Arms shield of modern France. Advise the golden lis flowers on the blue background.

The fleur-de-lis (in the original French fleur de l'iris) of heraldry is a stylized flower of a species of the genus Iris. Specifically, it is Iris pseudacorus, a common species on the edge of watercourses in France. It is used as a decorative design or as a symbol. It can have, at the same time, a religious, political, dynastic, artistic, emblematic or symbolic meaning.

The fleur-de-lis has been used in heraldry for centuries. In the 12th century, Louis VI and Louis VII were the first French monarchs to use it on their coat of arms. English kings later used it on their weapons to emphasize their claims to the throne of France. In the 14th century, it was often incorporated into family insignia that were sewn onto the knight's mantle, which was worn by its owner on the coat of mail, hence the term "arms cloak".

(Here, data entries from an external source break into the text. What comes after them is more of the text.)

use actix_web::{FromRequest, HttpMessage, HttpRequest, dev::Payload};
use futures::future::{Ready, ready};

use crate::{
    error::ApiError,
    model::role::Role,
    models::{Claims, TokenType},
};

/// The authenticated caller for one request.
///
/// Built by the auth middleware from a verified access token and dropped with
/// the request; the raw token travels with it so upstream calls act as the
/// same user.
#[derive(Debug, Clone)]
pub struct Session {
    pub token: String,
    pub user_id: u64,
    pub username: String,
    pub role: Role,
    pub branch_id: Option<String>,

    /// Present only if this user is linked to an employee record
    pub employee_no: Option<String>,
}

impl Session {
    pub fn from_claims(token: &str, claims: Claims) -> Result<Self, ApiError> {
        if claims.token_type != TokenType::Access {
            return Err(ApiError::Unauthorized("Access token required".into()));
        }

        let role = Role::from_id(claims.role)
            .ok_or_else(|| ApiError::Unauthorized("Invalid role".into()))?;

        Ok(Session {
            token: token.to_string(),
            user_id: claims.user_id,
            username: claims.sub,
            role,
            branch_id: claims.branch_id,
            employee_no: claims.employee_no,
        })
    }

    pub fn require_manager_or_admin(&self) -> Result<(), ApiError> {
        if matches!(self.role, Role::Admin | Role::BranchManager) {
            Ok(())
        } else {
            Err(ApiError::Forbidden("Branch manager/Admin only".into()))
        }
    }

    /// Admins may look at any branch; managers are pinned to their own.
    pub fn branch_scope<'a>(&'a self, requested: Option<&'a str>) -> Result<Option<&'a str>, ApiError> {
        match self.role {
            Role::Admin => Ok(requested),
            Role::BranchManager => match (self.branch_id.as_deref(), requested) {
                (None, _) => Err(ApiError::Forbidden("No branch assigned".into())),
                (Some(own), Some(other)) if own != other => {
                    Err(ApiError::Forbidden("Not your branch".into()))
                }
                (own, _) => Ok(own),
            },
            Role::Employee => Err(ApiError::Forbidden("Branch manager/Admin only".into())),
        }
    }

    pub fn require_employee_no(&self) -> Result<&str, ApiError> {
        self.employee_no
            .as_deref()
            .ok_or_else(|| ApiError::Forbidden("No employee profile".into()))
    }
}

impl FromRequest for Session {
    type Error = ApiError;
    type Future = Ready<Result<Self, Self::Error>>;

    fn from_request(req: &HttpRequest, _: &mut Payload) -> Self::Future {
        ready(
            req.extensions()
                .get::<Session>()
                .cloned()
                .ok_or_else(|| ApiError::Unauthorized("Missing token".into())),
        )
    }
}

During the XX century, the symbol of the fleur-de-lis was adopted by the World Scout Movement, an organization present throughout the world. The scouts represent it on a purple-violet background, painted white or silver and surrounded by a rope that ends in a "flat" knot (brotherhood knot), and with two five-pointed stars on the outer petals. Each petal represents one of the three principles and duties (home, society and belief) and three virtues (selflessness, loyalty and purity) that every Scout must follow and have. The stars represent outdoor life and the ten articles of the scout law.

Conservation status

There are species of iridaceae that are considered vulnerable or threatened with extinction. The causes may be the degradation of their natural habitat or a very restricted distribution. According to the IUCN Red List, the following species are vulnerable or threatened: Gladiolus pole-evansii, Gladiolus usambarensis, Moraea callista, Moraea stagnalis, Mastigostyla orurensis, Stahlia monosperma, Crocus cyprius, Crocus etruscus, Crocus hartmannianus, Iris boissieri, Mastigostyla orurensis, Romulea antiatlantica, Romulea aquatica and Romulea multisulcata.